Aerial surveillance is key to curbing the illegal intrusion of poachers, especially within Tsavo East and West National Parks where the environment is harsh and often inaccessible. Whilst the demand for elephant ivory continues to rise, the elephant herds of Tsavo are being decimated yet the David Sheldrick Wildlife Trust is dedicating it’s time, effort and resources in fighting the war against poachers on the ground and in the air.
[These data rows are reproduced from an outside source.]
use thiserror::Error;

use super::state::SessionState;

/// Failures reported by the capture capability.
#[derive(Debug, Error, Clone, PartialEq, Eq)]
pub enum CaptureError {
    #[error("permission denied")]
    PermissionDenied,

    #[error("device not available")]
    DeviceNotAvailable,

    #[error("destination unavailable: {0}")]
    Destination(String),

    #[error("unsupported settings: {0}")]
    UnsupportedSettings(String),

    #[error("encoding failed: {0}")]
    EncodingFailed(String),

    #[error("unknown error: {0}")]
    Unknown(String),
}

/// Failures reported by the audio-route capability.
#[derive(Debug, Error, Clone, PartialEq, Eq)]
pub enum RouteError {
    #[error("failed to set route mode: {0}")]
    SetMode(String),

    #[error("failed to activate route: {0}")]
    Activate(String),
}

/// Why `load` did not produce a usable capture handle.
#[derive(Debug, Error, Clone, PartialEq, Eq)]
pub enum LoadError {
    #[error("invalid capture settings: {0}")]
    InvalidSettings(String),

    #[error("cannot load while {0}")]
    InvalidState(SessionState),

    #[error("failed to construct capture handle: {0}")]
    Construction(CaptureError),

    #[error("failed to prepare capture handle: {0}")]
    Prepare(CaptureError),

    #[error("audio route unavailable: {0}")]
    Route(#[from] RouteError),
}

/// Failures that happen after a handle has been loaded.
#[derive(Debug, Error, Clone, PartialEq, Eq)]
pub enum RuntimeError {
    #[error("capture finished unsuccessfully")]
    CompletionFailed,

    #[error("encoding error during capture: {0}")]
    Encoding(CaptureError),

    #[error("failed to start capture: {0}")]
    Record(CaptureError),

    #[error("progress ticker unavailable: {0}")]
    Ticker(String),
}

/// Every error a session reports, either to its listener or from its constructor.
#[derive(Debug, Error, Clone, PartialEq, Eq)]
pub enum SessionError {
    #[error(transparent)]
    Load(#[from] LoadError),

    #[error(transparent)]
    Runtime(#[from] RuntimeError),

    #[error("invalid session configuration: {0}")]
    InvalidConfig(String),

    #[error("failed to spawn thread: {0}")]
    Thread(String),
}

impl SessionError {
    pub fn is_load(&self) -> bool {
        matches!(self, Self::Load(_))
    }

    pub fn is_runtime(&self) -> bool {
        matches!(self, Self::Runtime(_))
    }
}
use std::io;
use std::sync::atomic::AtomicBool;
use std::sync::mpsc::Receiver;
use std::sync::Arc;
use std::thread::{self, ThreadId};
use std::time::Duration;

use crate::models::error::SessionError;
use crate::traits::capture_backend::CaptureEvent;

/// Work items for a session's notification thread.
pub(super) enum Dispatch {
    /// A ticker read `time` while the session was at `epoch`.
    Progress {
        epoch: u64,
        time: Duration,
        in_flight: Arc<AtomicBool>,
    },

    /// An event raised by the capture handle loaded as `generation`.
    Capture { generation: u64, event: CaptureEvent },

    /// An error detected synchronously by a session operation.
    Error(SessionError),

    Shutdown,
}

/// The session's own execution context: one thread draining a channel in order.
pub(super) struct Dispatcher {
    handle: Option<thread::JoinHandle<()>>,
    thread_id: ThreadId,
}

impl Dispatcher {
    pub(super) fn spawn<F>(
        name: String,
        receiver: Receiver<Dispatch>,
        mut deliver: F,
    ) -> io::Result<Self>
    where
        F: FnMut(Dispatch) + Send + 'static,
    {
        let handle = thread::Builder::new().name(name).spawn(move || {
            for message in receiver {
                if matches!(message, Dispatch::Shutdown) {
                    break;
                }
                deliver(message);
            }
        })?;
        let thread_id = handle.thread().id();

        Ok(Self {
            handle: Some(handle),
            thread_id,
        })
    }

    /// Whether the caller is running inside a notification callback.
    pub(super) fn is_current(&self) -> bool {
        thread::current().id() == self.thread_id
    }

    /// Wait for the thread to exit. A `Shutdown` must already be queued.
    pub(super) fn join(&mut self) {
        if self.is_current() {
            return;
        }
        if let Some(handle) = self.handle.take() {
            let _ = handle.join();
        }
    }
}
use serde::{Deserialize, Serialize};

/// Container/codec requested from the capture capability.
#[derive(Debug, Clone, Copy, PartialEq, Eq, Hash, Default, Serialize, Deserialize)]
#[serde(rename_all = "snake_case")]
pub enum AudioFormat {
    LinearPcm,
    #[default]
    Aac,
    Alac,
    Flac,
}

impl AudioFormat {
    pub fn is_lossless(&self) -> bool {
        !matches!(self, Self::Aac)
    }
}

/// Encoder quality hint, passed through to the capture capability.
#[derive(Debug, Clone, Copy, PartialEq, Eq, Hash, PartialOrd, Ord, Default, Serialize, Deserialize)]
#[serde(rename_all = "lowercase")]
pub enum EncoderQuality {
    Min,
    Low,
    Medium,
    #[default]
    High,
    Max,
}

/// Format settings a capture handle is bound to.
#[derive(Debug, Clone, PartialEq, Serialize, Deserialize)]
#[serde(default)]
pub struct CaptureSettings {
    pub format: AudioFormat,

    /// Sample rate in Hz (default: 44100).
    pub sample_rate: f64,

    /// Number of channels (default: 1). Valid values: 1, 2.
    pub channels: u16,

    /// Bit depth (default: 16). Valid values: 16, 24, 32.
    pub bit_depth: u16,

    pub quality: EncoderQuality,
}

impl CaptureSettings {
    pub fn validate(&self) -> Result<(), String> {
        if !self.sample_rate.is_finite() || self.sample_rate <= 0.0 {
            return Err("sample rate must be positive".into());
        }
        if ![16, 24, 32].contains(&self.bit_depth) {
            return Err(format!("unsupported bit depth: {}", self.bit_depth));
        }
        if ![1, 2].contains(&self.channels) {
            return Err(format!("unsupported channel count: {}", self.channels));
        }
        Ok(())
    }
}

impl Default for CaptureSettings {
    fn default() -> Self {
        Self {
            format: AudioFormat::Aac,
            sample_rate: 44100.0,
            channels: 1,
            bit_depth: 16,
            quality: EncoderQuality::High,
        }
    }
}
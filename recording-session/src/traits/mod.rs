pub mod audio_route;
pub mod capture_backend;
pub mod session_listener;
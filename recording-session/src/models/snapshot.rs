use std::path::PathBuf;

use chrono::{DateTime, Utc};
use serde::{Deserialize, Serialize};
use uuid::Uuid;

use super::state::SessionState;

/// Point-in-time view of a recording session, read under the session lock.
#[derive(Debug, Clone, PartialEq, Serialize, Deserialize)]
pub struct SessionSnapshot {
    pub session_id: Uuid,
    pub state: SessionState,
    pub destination: Option<PathBuf>,
    pub loaded_at: Option<DateTime<Utc>>,
    /// First `start` after the most recent `load`.
    pub started_at: Option<DateTime<Utc>>,
    pub elapsed_secs: Option<f64>,
    pub has_been_paused: bool,
    pub is_ticking: bool,
    pub last_error: Option<String>,
}
use std::path::Path;
use std::sync::Arc;
use std::time::Duration;

use crate::models::error::CaptureError;
use crate::models::settings::CaptureSettings;

/// Asynchronous signals raised by a capture handle.
#[derive(Debug, Clone, PartialEq, Eq)]
pub enum CaptureEvent {
    /// Capture completed, either because `stop` was called or because the
    /// backend ended it on its own.
    Finished { success: bool },

    /// The encoder failed while capture was running.
    EncodeError(CaptureError),
}

/// Callback a capture handle uses to deliver its events.
///
/// May be invoked from any thread, including from inside `CaptureHandle::stop`.
pub type CaptureEventCallback = Arc<dyn Fn(CaptureEvent) + Send + Sync + 'static>;

/// Factory for platform capture handles.
pub trait CaptureBackend: Send + Sync {
    type Handle: CaptureHandle;

    /// Bind a new handle to `destination` with `settings`.
    ///
    /// `events` must receive exactly one `Finished` for every handle that is
    /// stopped, whether the stop came from `CaptureHandle::stop` or from the
    /// backend itself.
    fn construct(
        &self,
        destination: &Path,
        settings: &CaptureSettings,
        events: CaptureEventCallback,
    ) -> Result<Self::Handle, CaptureError>;
}

/// An active audio-capture binding to a destination.
///
/// Dropping the handle releases it.
pub trait CaptureHandle: Send + 'static {
    /// Allocate whatever the backend needs before the first `record`.
    fn prepare(&mut self) -> Result<(), CaptureError> {
        Ok(())
    }

    /// Begin or resume capture.
    fn record(&mut self) -> Result<(), CaptureError>;

    fn pause(&mut self);

    /// Stop capture and finalize the destination. Triggers `Finished`.
    fn stop(&mut self);

    /// Whether the backend is actively capturing right now.
    fn is_recording(&self) -> bool;

    /// Capture time accumulated so far, excluding pauses.
    fn elapsed(&self) -> Duration;
}
use std::path::{Path, PathBuf};
use std::sync::atomic::{AtomicBool, Ordering};
use std::sync::mpsc::{self, Sender};
use std::sync::{Arc, Weak};
use std::time::Duration;

use chrono::{DateTime, Utc};
use parking_lot::Mutex;
use uuid::Uuid;

use crate::models::config::SessionConfig;
use crate::models::error::{LoadError, RuntimeError, SessionError};
use crate::models::settings::CaptureSettings;
use crate::models::snapshot::SessionSnapshot;
use crate::models::state::SessionState;
use crate::traits::audio_route::AudioRoute;
use crate::traits::capture_backend::{
    CaptureBackend, CaptureEvent, CaptureEventCallback, CaptureHandle,
};
use crate::traits::session_listener::SessionListener;

use super::dispatcher::{Dispatch, Dispatcher};
use super::ticker::ProgressTicker;

/// Mutable session state, protected by `parking_lot::Mutex`.
///
/// `handle.is_some()` iff `state.holds_handle()`; `ticker.is_some()` iff
/// `state == Recording`.
struct Inner<H> {
    state: SessionState,
    handle: Option<H>,
    /// Bumped before every construction attempt.
    generation: u64,
    ticker: Option<ProgressTicker>,
    /// Bumped whenever a ticker starts or is cancelled.
    epoch: u64,
    has_been_paused: bool,
    destination: Option<PathBuf>,
    loaded_at: Option<DateTime<Utc>>,
    started_at: Option<DateTime<Utc>>,
    last_error: Option<SessionError>,
}

impl<H: CaptureHandle> Inner<H> {
    fn new() -> Self {
        Self {
            state: SessionState::Idle,
            handle: None,
            generation: 0,
            ticker: None,
            epoch: 0,
            has_been_paused: false,
            destination: None,
            loaded_at: None,
            started_at: None,
            last_error: None,
        }
    }

    /// Detach the handle and ticker so they can be dropped outside the lock.
    fn release(&mut self) -> (Option<H>, Option<ProgressTicker>) {
        self.epoch += 1;
        (self.handle.take(), self.ticker.take())
    }
}

/// State reachable from the dispatcher, ticker and capture callbacks.
struct Shared<H> {
    id: Uuid,
    inner: Mutex<Inner<H>>,
    listener: Mutex<Option<Weak<dyn SessionListener>>>,
    /// Held while a progress notification is checked and delivered.
    delivery: Mutex<()>,
    sender: Sender<Dispatch>,
}

impl<H: CaptureHandle> Shared<H> {
    fn listener(&self) -> Option<Arc<dyn SessionListener>> {
        self.listener.lock().as_ref().and_then(Weak::upgrade)
    }

    fn send(&self, message: Dispatch) {
        if self.sender.send(message).is_err() {
            log::warn!("[{}] notification dropped: dispatcher has exited", self.id);
        }
    }

    /// Callback handed to the handle constructed as `generation`.
    ///
    /// Forwards at most one `Finished` per handle.
    fn capture_callback(&self, generation: u64) -> CaptureEventCallback {
        let sender = self.sender.clone();
        let id = self.id;
        let finished = AtomicBool::new(false);

        Arc::new(move |event: CaptureEvent| {
            if matches!(event, CaptureEvent::Finished { .. })
                && finished.swap(true, Ordering::SeqCst)
            {
                log::warn!(
                    "[{}] duplicate completion from capture handle {} ignored",
                    id,
                    generation
                );
                return;
            }
            if sender.send(Dispatch::Capture { generation, event }).is_err() {
                log::debug!("[{}] capture event after session shutdown", id);
            }
        })
    }

    /// Ticker body: read elapsed time under the session lock and queue it.
    fn tick(&self, epoch: u64, in_flight: &Arc<AtomicBool>) -> bool {
        let time = {
            let inner = self.inner.lock();
            if inner.epoch != epoch || !inner.state.is_recording() {
                return false;
            }
            let Some(handle) = inner.handle.as_ref() else {
                return false;
            };
            if in_flight.swap(true, Ordering::AcqRel) {
                log::warn!("[{}] progress still pending, skipping tick", self.id);
                return true;
            }
            handle.elapsed()
        };

        log::trace!("[{}] tick at {:?}", self.id, time);
        self.send(Dispatch::Progress {
            epoch,
            time,
            in_flight: Arc::clone(in_flight),
        });
        true
    }

    /// Runs on the dispatcher thread.
    fn deliver(&self, message: Dispatch) {
        match message {
            Dispatch::Progress {
                epoch,
                time,
                in_flight,
            } => self.deliver_progress(epoch, time, &in_flight),
            Dispatch::Capture {
                generation,
                event: CaptureEvent::Finished { success },
            } => self.capture_finished(generation, success),
            Dispatch::Capture {
                generation,
                event: CaptureEvent::EncodeError(error),
            } => {
                log::error!("[{}] Encoding error: {}", self.id, error);
                let error = SessionError::Runtime(RuntimeError::Encoding(error));
                {
                    let mut inner = self.inner.lock();
                    if inner.generation == generation {
                        inner.last_error = Some(error.clone());
                    }
                }
                self.notify_error(&error);
            }
            Dispatch::Error(error) => self.notify_error(&error),
            Dispatch::Shutdown => {}
        }
    }

    fn deliver_progress(&self, epoch: u64, time: Duration, in_flight: &AtomicBool) {
        let _delivery = self.delivery.lock();
        let current = {
            let inner = self.inner.lock();
            inner.epoch == epoch && inner.state.is_recording()
        };

        if current {
            if let Some(listener) = self.listener() {
                listener.on_progress(time);
            }
        } else {
            log::trace!("[{}] stale progress discarded", self.id);
        }
        in_flight.store(false, Ordering::Release);
    }

    fn capture_finished(&self, generation: u64, success: bool) {
        let released = {
            let mut inner = self.inner.lock();
            let current = inner.generation == generation;
            if current && !success {
                inner.last_error = Some(RuntimeError::CompletionFailed.into());
            }
            if current && inner.state.holds_handle() {
                log::debug!(
                    "[{}] capture ended by backend while {} (success: {})",
                    self.id,
                    inner.state,
                    success
                );
                inner.state = if success {
                    SessionState::Stopped
                } else {
                    SessionState::Failed
                };
                Some(inner.release())
            } else {
                None
            }
        };

        if let Some((handle, ticker)) = released {
            drop(handle);
            if let Some(ticker) = ticker {
                ticker.cancel();
            }
        }

        if let Some(listener) = self.listener() {
            listener.on_finished(success);
        }
        if !success {
            log::error!("[{}] capture finished unsuccessfully", self.id);
            self.notify_error(&RuntimeError::CompletionFailed.into());
        }
    }

    fn notify_error(&self, error: &SessionError) {
        if let Some(listener) = self.listener() {
            listener.on_error(error);
        }
    }
}
//! # recording-session
//!
//! Platform-agnostic audio recording session.
//!
//! Wraps an opaque capture capability in a guarded state machine, drives a
//! once-per-second progress ticker while recording, and relays lifecycle and
//! error notifications to a weakly held listener. Platform backends implement
//! `CaptureBackend`/`CaptureHandle` and `AudioRoute` and plug into the generic
//! `RecordingSession`.
//!
//! ## Architecture
//!
//! ```text
//! recording-session (this crate)
//! ├── traits/    ← CaptureBackend, CaptureHandle, AudioRoute, SessionListener
//! ├── models/    ← SessionState, SessionError, SessionConfig, CaptureSettings, SessionSnapshot
//! └── session/   ← RecordingSession (state machine), ProgressTicker, dispatcher
//! ```
//!
//! ## Usage
//! ```ignore
//! use recording_session::{CaptureSettings, RecordingSession, SessionConfig};
//!
//! let session = RecordingSession::new(backend, route, SessionConfig::default())?;
//! session.set_listener(&listener);
//! session.load("take-1.m4a", &CaptureSettings::default())?;
//! session.start();
//! ```

pub mod models;
pub mod session;
pub mod traits;

#[cfg(test)]
mod testing;

// Re-export key types at crate root for convenience.
pub use models::config::{RouteMode, SessionConfig};
pub use models::error::{CaptureError, LoadError, RouteError, RuntimeError, SessionError};
pub use models::settings::{AudioFormat, CaptureSettings, EncoderQuality};
pub use models::snapshot::SessionSnapshot;
pub use models::state::SessionState;
pub use session::recording::RecordingSession;
pub use traits::audio_route::AudioRoute;
pub use traits::capture_backend::{
    CaptureBackend, CaptureEvent, CaptureEventCallback, CaptureHandle,
};
pub use traits::session_listener::SessionListener;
With low-level flying aircrafts best suited for aerial monitoring, the DSWT in conjunction with the Kenya Wildlife Service is combining flying efforts with eight full-time anti-poaching teams and a mobile veterinary unit in order to prevent illegal activities and crimes against wildlife and wild habitats.
During the last two months a total of 87 hours have been flown over the Tsavo Conservation Area (TCA), covering a total of 7142 miles. Many hours were spent carrying out aerial patrols across the northern area of Tsavo East National Park (TENP), the Tsavo Triangle and bordering ranches where there are known poaching hotspots, whilst several days were spent in Tsavo West National Park (TWNP).
The aerial unit focused on the northern area of Tsavo East during this period, particularly around Ithumba where one of the DSWT’s orphaned elephant rehabilitation stockades is located, due to the prevalence of shooting blinds and shooting platforms around waterholes within the area. Efforts were also concentrated along the Tiva River, where large wildlife numbers occur, especially elephant herds. The Tsavo Triangle was also patrolled a number of times as shooting blinds were appearing around waterholes within the vicinity where the rains have filled all the waterholes and elephants have been widely dispersed.
The area around the Ithumba orphans was heavily patrolled on the ground and in the air during these months to ensure that there were no threats to the young elephants as they are introduced back into the wild. The orphan’s browsing range is about 6km from their stockades and although closely guarded the orphans and their wild elephant friends are always prone to a poacher’s arrow, and it is not only the DSWT’s orphans, which are protected, but wild orphans too, of which several elephant calves had to be rescued during this period including an injured black rhino calf.
A major portion of the aircraft’s flying time was also involved in locating and assisting in the darting of wounded elephants in unison with the DSWT’s veterinary unit and the Kenya Wildlife Service. It has been an incredibly busy few weeks for poison arrow poachers, as revealed by the teams, who at one point discovered and darted five elephants in just three days with the aircraft's continued assistance. The operations with the vet unit and the new Sky Vets initiative, using Kenya Wildlife Service Vets, have been very successful and all the elephants reported with wounds requiring the DSWT's aerial support have been found, darted and treated.
Although the threat of poaching is the DSWT’s core focus within the TCA, flying time was also dedicated to mapping the invasive species of cactus (Opuntia stricta), which is taking over the Buchuma area of Tsavo East. The cactus has come into the park from the bordering land and is spreading further by elephants which eat it. Various methods of control are being debated as the cactus poses a serious problem for the ecological future of the area.
The KWS and DSWT’s anti-poaching ground teams have covered thousands of kilometers in the past weeks, following up on reports and sightings from the aerial surveillance unit allowing for over 100 arrests of poachers and offenders within just eight weeks, whilst being able to destroy shooting blinds and remove over 500 snares. Communication is of paramount importance and all the teams operating within the TCA are interconnected in order to efficiently and effectively respond to any reports or sightings, whilst working closely with the communities bordering the Parks.